Parking can be an issue in the centres of popular spots like the capital Santa Cruz and resorts like Las Americas. Street parking is very elusive, but there are ample car parks that are free to use if you can find them. Ask your hotel concierge for directions to the big lots at Puerto de la Cruz, the Santa Cruz bus station and on the edge of La Laguna’s old town. Most car parks are located within easy walking distance of the town centre or big attractions.
See our guide to Spain for more information on driving here.
For those visitors who don’t opt to rent a car, Tenerife has a decent bus system that covers most of the island and is operated by TITSA. The capital Santa Cruz also enjoys a neat tram service that runs around the downtown core. But with such excellent highways, this island is really the ideal place for car hire, which makes exploring Tenerife a more personal and flexible experience.
The TITSA bus network has two ticketing options. Passengers can of course purchase single-fare tickets from point A to point B for differing prices depending on the distance. Puerto de la Cruz to Santa Cruz costs around €5, while Puerto de la Cruz to Playas de las Americas costs around €9.

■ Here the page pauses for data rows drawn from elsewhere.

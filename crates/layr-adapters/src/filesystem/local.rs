//! Local filesystem adapter using std::fs.
//!
//! Writes are atomic: content goes to a temporary file in the target
//! directory, which is then renamed over the target. A failed write drops
//! the temporary file and leaves any previous file untouched.

use std::fs::DirBuilder;
use std::io::{self, Write};
use std::path::Path;

use tempfile::NamedTempFile;
use tracing::trace;

use layr_core::{
    application::{ApplicationError, ports::Filesystem},
    error::{LayrError, LayrResult},
};

/// Directory mode on Unix: owner rwx, group and others rx.
#[cfg(unix)]
const DIR_MODE: u32 = 0o755;

/// Temp files are created 0600; generated sources are world-readable.
#[cfg(unix)]
const FILE_MODE: u32 = 0o644;

/// Production filesystem implementation using `std::fs`.
#[derive(Debug, Clone, Copy)]
pub struct LocalFilesystem;

impl LocalFilesystem {
    /// Create a new local filesystem adapter.
    pub fn new() -> Self {
        Self
    }
}

impl Default for LocalFilesystem {
    fn default() -> Self {
        Self::new()
    }
}

impl Filesystem for LocalFilesystem {
    fn create_dir_all(&self, path: &Path) -> LayrResult<()> {
        let mut builder = DirBuilder::new();
        builder.recursive(true);
        #[cfg(unix)]
        {
            use std::os::unix::fs::DirBuilderExt;
            builder.mode(DIR_MODE);
        }
        builder
            .create(path)
            .map_err(|e| map_io_error(path, e, "create directory"))
    }

    fn write_file(&self, path: &Path, content: &str) -> LayrResult<()> {
        let dir = match path.parent() {
            Some(parent) if !parent.as_os_str().is_empty() => parent,
            _ => Path::new("."),
        };

        let mut staged =
            NamedTempFile::new_in(dir).map_err(|e| map_io_error(path, e, "stage file"))?;
        staged
            .write_all(content.as_bytes())
            .and_then(|()| staged.as_file().sync_all())
            .map_err(|e| map_io_error(path, e, "write file"))?;
        #[cfg(unix)]
        {
            use std::os::unix::fs::PermissionsExt;
            staged
                .as_file()
                .set_permissions(std::fs::Permissions::from_mode(FILE_MODE))
                .map_err(|e| map_io_error(path, e, "set permissions"))?;
        }
        staged
            .persist(path)
            .map_err(|e| map_io_error(path, e.error, "replace file"))?;

        trace!(path = %path.display(), bytes = content.len(), "file persisted");
        Ok(())
    }

    fn exists(&self, path: &Path) -> bool {
        path.exists()
    }

    fn remove_file(&self, path: &Path) -> LayrResult<()> {
        std::fs::remove_file(path).map_err(|e| map_io_error(path, e, "remove file"))
    }

    fn remove_dir_all(&self, path: &Path) -> LayrResult<()> {
        std::fs::remove_dir_all(path).map_err(|e| map_io_error(path, e, "remove directory"))
    }
}

fn map_io_error(path: &Path, e: io::Error, operation: &str) -> LayrError {
    ApplicationError::FilesystemError {
        path: path.to_path_buf(),
        reason: format!("failed to {operation}: {e}"),
    }
    .into()
}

If you plan to travel around a lot, the best deal is the BonoBus pass, which costs either €15 or €30. The pass acts as a debit card, offering discounts of around 60 per cent on each fare. This pass is also valid on the tram in Santa Cruz. They can be bought at any bus station as well as most newsstands in the towns.
The capital Santa Cruz has a lovely tram system that runs to most of the useful and interesting sites in town. There are multilingual automated machines at every stop. Tickets cost around €1.30 for a single trip and €2.50 for a return trip. The BonoBus pass saves you €1.05 on each trip.
The taxis on Tenerife are white with a red or green light on the roof. You can flag one down anywhere on the island, or alternately look for taxi ranks around the major resorts and key sightseeing points in Santa Cruz. Most taxi companies use a standard fixed fare system between destinations, so there’s little need to fret over the cost.
TITSA runs all the buses on Tenerife. These bright green buses, called guaguas by the locals, are large, modern and cover virtually every point of interest on the island. The TITSA buses do not run local routes within the towns. Instead, they travel between towns on the island. Fares vary by location, but the BonoBus pass can save a lot on all of the routes.
Tenerife has such a diversity of urban and natural attractions that this is one island where having a car can really enhance your experience. Two fantastic highways cover nearly all the coast, except a small section on the west. It’s a breeze to drive between the main resorts like Los Gigantes, the colonial towns like La Orotava, and the capital Santa Cruz. The centre of Tenerife is dominated by the sublime El Teide volcano, which provides a whole other world of alpine hiking, biking, horseback riding and other outdoor adventure. Without a car rental, however, it will be hard to venture beyond the coastal resorts.
The Northwest Coast of Tenerife - Arguably the most stunning region, also boasts some of the best historic sightseeing to balance out the natural beauty. The route between the colonial gem of La Orotava and the secret beaches of San Marcos is a superb drive, especially on the way past La Coronal.
The Inland Drive - This is the road locals used before they built the big coastal highways. Hop on the TF24 and enjoy a memorable drive through forests of pine and eucalyptus with views over the sea on both sides of Tenerife.
Mount Teide - This is the star natural attraction on Tenerife, and for good reason. In winter it actually snows on the summit of Spain’s highest peak, which also happens to be the third-highest volcano on earth. As you can imagine, the drive to the crater is a stunner, particularly if you take the less-travelled route from La Laguna to Mount Teide.